Freddie experienced the sort of abysmal soul-sadness which afflicts one of Tolstoy’s Russian peasants when, after putting in a heavy day’s work strangling his father, beating his wife, and dropping the baby in the reservoir, he turns to the cupboard, only to find the vodka bottle empty.

— P. G. Wodehousem
Page 101

Page 101

Ah, finally, a long chapter put away with a joke.

Of course, this weekend is a bad time to be writing a story about the humor that can be found in mass murder. I can defend it; there are a lot of subjects that you must laugh at to avoid crying. But I’ll ask that people wait until the first book is done before making any moral judgements about the story. Tell me then whether or not you think its heart is in the right place.

Those of you who have been reading for a while will remember that I used to take a week off between chapters. I don’t waste that time; I use it to create advertisements and advance the buffer. I haven’t run any ads in several months, and I want to create a flyer to hand out at Worldcon in Chicago this year.

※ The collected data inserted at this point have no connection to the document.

#![deny(
    unsafe_code,
    missing_docs,
    dead_code,
    unused_results,
    non_snake_case,
    unreachable_pub
)]

//! Proportional weight adaptation for the weighted policy.
//!
//! Between benchmark rounds each adaptable weight is nudged against fixed
//! damage-per-use and usage-share thresholds, clamped, and the four weights are
//! rescaled to a constant budget. The controller keeps no memory beyond the
//! weight vector itself.

use skirmish_core::{ActionCategory, WeightVector};
use skirmish_system_telemetry::RoundStats;
use tracing::{debug, info};

/// Sum of the four adaptable weights after every pass.
pub const WEIGHT_BUDGET: f32 = 300.0;
/// Lower clamp applied before renormalization.
pub const MIN_WEIGHT: f32 = 10.0;
/// Upper clamp applied before renormalization.
pub const MAX_WEIGHT: f32 = 300.0;
/// Magnitude of a single nudge.
pub const STEP: f32 = 15.0;

const EFFECTIVE_DAMAGE_PER_USE: f32 = 20.0;
const INEFFECTIVE_DAMAGE_PER_USE: f32 = 10.0;
const RARE_USAGE_PERCENT: f32 = 20.0;
const HEAVY_USAGE_PERCENT: f32 = 50.0;

/// Nudge for one category given its damage per use and usage share.
///
/// Effective but rarely used abilities gain [`STEP`]; ineffective but heavily
/// used abilities lose it.
#[must_use]
pub fn nudge(damage_per_use: f32, usage_percent: f32) -> f32 {
    if damage_per_use > EFFECTIVE_DAMAGE_PER_USE && usage_percent < RARE_USAGE_PERCENT {
        STEP
    } else if damage_per_use < INEFFECTIVE_DAMAGE_PER_USE && usage_percent > HEAVY_USAGE_PERCENT {
        -STEP
    } else {
        0.0
    }
}

/// Applies one nudge, rounds to a whole weight and clamps to [`MIN_WEIGHT`, `MAX_WEIGHT`].
#[must_use]
pub fn clamp_step(weight: f32, adjustment: f32) -> f32 {
    (weight + adjustment).round().clamp(MIN_WEIGHT, MAX_WEIGHT)
}

/// Adjusts and clamps each adaptable weight, then rescales them to [`WEIGHT_BUDGET`].
///
/// Returns `false` when the clamped weights summed to zero and rescaling was skipped.
pub fn adapt(weights: &mut WeightVector, stats: &RoundStats) -> bool {
    for category in ActionCategory::ADAPTABLE {
        let adjustment = nudge(stats.damage_per_use(category), stats.usage_percent(category));
        let adjusted = clamp_step(weights.get(category), adjustment);
        debug!(%category, adjustment, adjusted, "weight nudged");
        weights.set(category, adjusted);
    }

    let renormalized = renormalize(weights);
    info!(
        melee = weights.melee,
        ranged = weights.ranged,
        reload = weights.reload,
        aoe = weights.aoe,
        "weights adapted"
    );
    renormalized
}

/// Scales the four adaptable weights so they sum to [`WEIGHT_BUDGET`]; the finisher is untouched.
///
/// A zero sum is left as is and reported with `false`.
pub fn renormalize(weights: &mut WeightVector) -> bool {
    let sum = weights.adaptable_sum();
    if sum == 0.0 {
        return false;
    }
    let scale = WEIGHT_BUDGET / sum;
    for category in ActionCategory::ADAPTABLE {
        weights.set(category, weights.get(category) * scale);
    }
    true
}
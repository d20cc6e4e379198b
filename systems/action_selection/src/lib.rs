#![deny(
    unsafe_code,
    missing_docs,
    dead_code,
    unused_results,
    non_snake_case,
    unreachable_pub
)]

//! Per-tick action selection for the autonomous actor.
//!
//! Two policies read the arena through [`ArenaQuery`] and emit at most one
//! ability request plus one movement command per tick:
//!
//! * [`RulePolicy`] sorts eligible abilities into priority buckets and picks
//!   uniformly inside the best non-empty bucket.
//! * [`WeightedPolicy`] multiplies configured weights by situational factors
//!   and executes the highest score.

use std::{ops::Range, time::Duration};

use rand::Rng;
use skirmish_core::{
    config::seconds, ActionCategory, ArenaConfig, ArenaQuery, Command, ControlSource, SimTime,
    WeightScales, WeightVector,
};
use tracing::debug;

const RANGED_DISTANCE_FACTOR: f32 = 0.75;
const MELEE_PROXIMITY_FACTOR: f32 = 1.25;

/// Ranges and tuning shared by both policies.
#[derive(Clone, Debug, PartialEq)]
pub struct SelectionSettings {
    /// Half-width of the melee detection box.
    pub melee_range: f32,
    /// Half-width of the ranged detection box.
    pub ranged_range: f32,
    /// Portion of a round during which the rule policy only advances.
    pub opening_window: Duration,
    /// Situational multipliers of the weighted policy.
    pub scales: WeightScales,
    /// Range the weighted policy draws its opening-shot threshold from.
    pub opening_shots: Range<u32>,
}

impl SelectionSettings {
    /// Extracts the selection settings from an arena configuration.
    #[must_use]
    pub fn from_config(config: &ArenaConfig) -> Self {
        Self {
            melee_range: config.player.melee_range,
            ranged_range: config.player.ranged_range,
            opening_window: seconds(config.autoplay.movement_duration),
            scales: config.weight_scales,
            opening_shots: config.autoplay.opening_shots_min..config.autoplay.opening_shots_max,
        }
    }
}

/// Eligible ability together with its weighted score.
#[derive(Clone, Copy, Debug, PartialEq)]
pub struct ActionCandidate {
    /// Ability to request.
    pub category: ActionCategory,
    /// Weight after situational multipliers.
    pub score: f32,
}

/// Priority-bucket policy with a seeded tie-break inside the winning bucket.
#[derive(Clone, Debug)]
pub struct RulePolicy {
    settings: SelectionSettings,
}

impl RulePolicy {
    /// Creates the policy.
    #[must_use]
    pub fn new(settings: SelectionSettings) -> Self {
        Self { settings }
    }

    /// Emits the commands for this tick.
    ///
    /// `round_start` anchors the opening window in which the actor only
    /// advances toward the nearest enemy.
    pub fn decide<Q, R>(&self, arena: &Q, round_start: SimTime, rng: &mut R, out: &mut Vec<Command>)
    where
        Q: ArenaQuery + ?Sized,
        R: Rng + ?Sized,
    {
        let contact = arena.contact_occupied();
        let in_opening = arena.now().saturating_since(round_start) < self.settings.opening_window;
        if !contact && in_opening {
            approach_nearest(arena, out);
            return;
        }

        let buckets = self.buckets(arena);
        let Some(bucket) = buckets.iter().find(|bucket| !bucket.is_empty()) else {
            approach_or_hold(arena, contact, out);
            return;
        };

        let category = bucket[rng.gen_range(0..bucket.len())];
        debug!(%category, options = bucket.len(), "rule policy selected ability");
        out.push(autonomous(category));
    }

    /// Eligible abilities in high, mid and low priority order.
    #[must_use]
    pub fn buckets<Q>(&self, arena: &Q) -> [Vec<ActionCategory>; 3]
    where
        Q: ArenaQuery + ?Sized,
    {
        let origin = arena.actor().position;
        let melee_targets = !arena
            .detect_in_range(origin, self.settings.melee_range)
            .is_empty();
        let ranged_targets = !arena
            .detect_in_range(origin, self.settings.ranged_range)
            .is_empty();
        let ready = |category: ActionCategory| !arena.cooldown_active(category.cooldown_key());

        let mut high = Vec::new();
        let mut mid = Vec::new();
        let mut low = Vec::new();
        if melee_targets && ready(ActionCategory::Melee) {
            high.push(ActionCategory::Melee);
        }
        if melee_targets && ready(ActionCategory::Aoe) {
            mid.push(ActionCategory::Aoe);
        }
        if ranged_targets && ready(ActionCategory::Ranged) {
            low.push(ActionCategory::Ranged);
        }
        if ready(ActionCategory::Reload) {
            low.push(ActionCategory::Reload);
        }
        [high, mid, low]
    }
}

/// Weighted-scoring policy with per-session opening-shot tracking.
#[derive(Clone, Debug)]
pub struct WeightedPolicy {
    settings: SelectionSettings,
    shots_fired: u32,
    opening_shots: u32,
}

impl WeightedPolicy {
    /// Creates the policy; call [`WeightedPolicy::begin_session`] before the first decision.
    #[must_use]
    pub fn new(settings: SelectionSettings) -> Self {
        let opening_shots = settings.opening_shots.start;
        Self {
            settings,
            shots_fired: 0,
            opening_shots,
        }
    }

    /// Resets the shot counter and draws a fresh opening-shot threshold.
    pub fn begin_session<R>(&mut self, rng: &mut R)
    where
        R: Rng + ?Sized,
    {
        self.shots_fired = 0;
        let range = self.settings.opening_shots.clone();
        self.opening_shots = if range.is_empty() {
            range.start
        } else {
            rng.gen_range(range)
        };
        debug!(opening_shots = self.opening_shots, "weighted session started");
    }

    /// Shots requested since the session began.
    #[must_use]
    pub fn shots_fired(&self) -> u32 {
        self.shots_fired
    }

    /// Shots required before the policy starts advancing.
    #[must_use]
    pub fn opening_shots(&self) -> u32 {
        self.opening_shots
    }

    /// Emits the commands for this tick.
    pub fn decide<Q>(&mut self, arena: &Q, weights: &WeightVector, out: &mut Vec<Command>)
    where
        Q: ArenaQuery + ?Sized,
    {
        let alive = arena.alive_enemies();
        if alive.is_empty() {
            out.push(Command::HoldPosition);
            return;
        }

        let contact = arena.contact_occupied();
        let best = self
            .candidates(arena, weights)
            .into_iter()
            .max_by(|a, b| {
                a.score
                    .total_cmp(&b.score)
                    .then(b.category.tie_rank().cmp(&a.category.tie_rank()))
            });

        let Some(best) = best else {
            approach_or_hold(arena, contact, out);
            return;
        };

        debug!(category = %best.category, score = best.score, "weighted policy selected ability");
        out.push(autonomous(best.category));
        if best.category == ActionCategory::Ranged {
            self.shots_fired = self.shots_fired.saturating_add(1);
        }

        if !contact && self.shots_fired >= self.opening_shots {
            approach_nearest(arena, out);
        }
    }

    /// Eligible abilities with their situational scores, in evaluation order.
    #[must_use]
    pub fn candidates<Q>(&self, arena: &Q, weights: &WeightVector) -> Vec<ActionCandidate>
    where
        Q: ArenaQuery + ?Sized,
    {
        let actor = arena.actor();
        let alive = arena.alive_enemies();
        let Some(nearest) = arena.nearest_alive(actor.position, &alive) else {
            return Vec::new();
        };
        let scales = self.settings.scales;

        let mut melee = weights.melee;
        let mut ranged = weights.ranged;
        let mut reload = weights.reload;
        let mut aoe = weights.aoe;
        if actor.position.distance(nearest.position) > self.settings.melee_range {
            ranged *= scales.ranged * RANGED_DISTANCE_FACTOR;
        } else {
            melee *= scales.melee * MELEE_PROXIMITY_FACTOR;
        }
        aoe *= scales.aoe;
        if actor.ammo <= 1 {
            reload *= scales.reload;
        }

        let melee_targets = !arena
            .detect_in_range(actor.position, self.settings.melee_range)
            .is_empty();
        let ranged_targets = !arena
            .detect_in_range(actor.position, self.settings.ranged_range)
            .is_empty();
        let cooling = |category: ActionCategory| arena.cooldown_active(category.cooldown_key());

        let mut candidates = Vec::new();
        if melee_targets && !cooling(ActionCategory::Melee) {
            candidates.push(ActionCandidate {
                category: ActionCategory::Melee,
                score: melee,
            });
        }
        if melee_targets && !cooling(ActionCategory::Aoe) {
            candidates.push(ActionCandidate {
                category: ActionCategory::Aoe,
                score: aoe,
            });
        }
        if ranged_targets && !cooling(ActionCategory::Ranged) && actor.ammo > 0 {
            candidates.push(ActionCandidate {
                category: ActionCategory::Ranged,
                score: ranged,
            });
        }
        if actor.ammo <= 2
            && !cooling(ActionCategory::Reload)
            && (cooling(ActionCategory::Ranged) || actor.ammo == 0)
        {
            candidates.push(ActionCandidate {
                category: ActionCategory::Reload,
                score: reload,
            });
        }
        candidates
    }
}

fn autonomous(category: ActionCategory) -> Command {
    Command::UseAbility {
        category,
        source: ControlSource::Autonomous,
    }
}

fn approach_nearest<Q>(arena: &Q, out: &mut Vec<Command>)
where
    Q: ArenaQuery + ?Sized,
{
    let origin = arena.actor().position;
    match arena.nearest_alive(origin, &arena.alive_enemies()) {
        Some(target) => out.push(Command::MoveToward { enemy: target.id }),
        None => out.push(Command::HoldPosition),
    }
}

fn approach_or_hold<Q>(arena: &Q, contact: bool, out: &mut Vec<Command>)
where
    Q: ArenaQuery + ?Sized,
{
    if contact {
        out.push(Command::HoldPosition);
    } else {
        approach_nearest(arena, out);
    }
}
use std::time::Duration;

use skirmish_core::{ArenaConfig, ArenaQuery, Command, ControlSource, Event, Vec2};
use skirmish_system_autoplay::{Autoplay, AutoplaySpeed, AutoplayState, Transition};
use skirmish_world::{apply, query, World};

fn drive(world: &mut World, commands: Vec<Command>) -> Vec<Event> {
    let mut events = Vec::new();
    for command in commands {
        apply(world, command, &mut events);
    }
    events
}

#[test]
fn off_state_emits_nothing() {
    let config = ArenaConfig::default();
    let world = World::new(&config);
    let mut autoplay = Autoplay::new(&config);

    let mut out = Vec::new();
    autoplay.tick(&world, &mut out);
    assert!(out.is_empty());
}

#[test]
fn rule_autoplay_advances_then_fights() {
    let config = ArenaConfig::default();
    let mut world = World::new(&config);
    let mut autoplay = Autoplay::new(&config);

    let mut out = Vec::new();
    let _ = autoplay.enable_rule(true, &mut out);
    let _ = drive(
        &mut world,
        vec![Command::SpawnEnemy {
            template: "Golem".to_owned(),
            position: Vec2::new(3.0, 0.0),
        }],
    );
    let events = drive(&mut world, out);
    assert!(events.contains(&Event::AutonomousControlChanged { enabled: true }));
    assert!(query::actor(&world).autonomous);
    autoplay.restart_round(world.now());

    let mut out = Vec::new();
    autoplay.tick(&world, &mut out);
    assert!(matches!(out.as_slice(), [Command::MoveToward { .. }]));
    let _ = drive(&mut world, out);
    let _ = drive(
        &mut world,
        vec![Command::Tick {
            dt: Duration::from_millis(250),
        }],
    );
    assert!(query::actor(&world).position.x > 0.0);

    let _ = drive(
        &mut world,
        vec![Command::Tick {
            dt: Duration::from_secs(1),
        }],
    );
    let mut out = Vec::new();
    autoplay.tick(&world, &mut out);
    assert!(out.iter().any(|command| matches!(
        command,
        Command::UseAbility {
            source: ControlSource::Autonomous,
            ..
        }
    )));
}

#[test]
fn disabling_returns_control_to_input() {
    let config = ArenaConfig::default();
    let mut world = World::new(&config);
    let mut autoplay = Autoplay::new(&config);

    let mut out = Vec::new();
    let _ = autoplay.enable_weighted(true, &mut out);
    let _ = autoplay.disable(true, &mut out);
    let _ = drive(&mut world, out);

    assert_eq!(autoplay.state(), AutoplayState::Off);
    assert!(!query::actor(&world).autonomous);
}

#[test]
fn direct_switch_keeps_speed_in_step_with_state() {
    let config = ArenaConfig::default();
    let mut world = World::new(&config);
    let mut autoplay = Autoplay::new(&config);
    let _ = drive(
        &mut world,
        vec![Command::SpawnEnemy {
            template: "Golem".to_owned(),
            position: Vec2::new(3.0, 0.0),
        }],
    );

    let mut out = Vec::new();
    let transition = autoplay.switch(AutoplayState::Rule, true, &mut out);
    assert!(matches!(transition, Transition::Switched { .. }));
    assert_eq!(autoplay.speed(), AutoplaySpeed::Normal);
    let _ = drive(&mut world, out);

    let mut out = Vec::new();
    autoplay.tick(&world, &mut out);
    assert!(!out.is_empty(), "a running policy emits commands");

    let mut out = Vec::new();
    let _ = autoplay.switch(AutoplayState::Off, true, &mut out);
    assert_eq!(autoplay.speed(), AutoplaySpeed::Off);
    let _ = drive(&mut world, out);

    let mut out = Vec::new();
    autoplay.tick(&world, &mut out);
    assert!(out.is_empty());
}

#[test]
fn switching_policies_keeps_the_current_speed() {
    let config = ArenaConfig::default();
    let mut autoplay = Autoplay::new(&config);

    let mut out = Vec::new();
    let _ = autoplay.enable_rule(true, &mut out);
    assert_eq!(autoplay.speed(), AutoplaySpeed::Fast);

    let _ = autoplay.switch(AutoplayState::Weighted, true, &mut out);
    assert_eq!(autoplay.state(), AutoplayState::Weighted);
    assert_eq!(autoplay.speed(), AutoplaySpeed::Fast);
}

So let’s make this official: There will be no comic page on Monday, 7/30/12. The comic will return with chapter 6 on Monday, 8/6/12. However, I might put something up next monday just to keep you all entertained. And please, speak up to let me know whether or not you mind these twice-a-year breaks.

So stay tuned. Chapter 6 is when a lot of answers drop, and I think they’ll blow your mind. 🙂

↓ Transcript
Roger: Jesus Hashtag Christ. Is this going to happen every time we visit a city?
Jacob: (sigh) Probably.
Girii: (sob)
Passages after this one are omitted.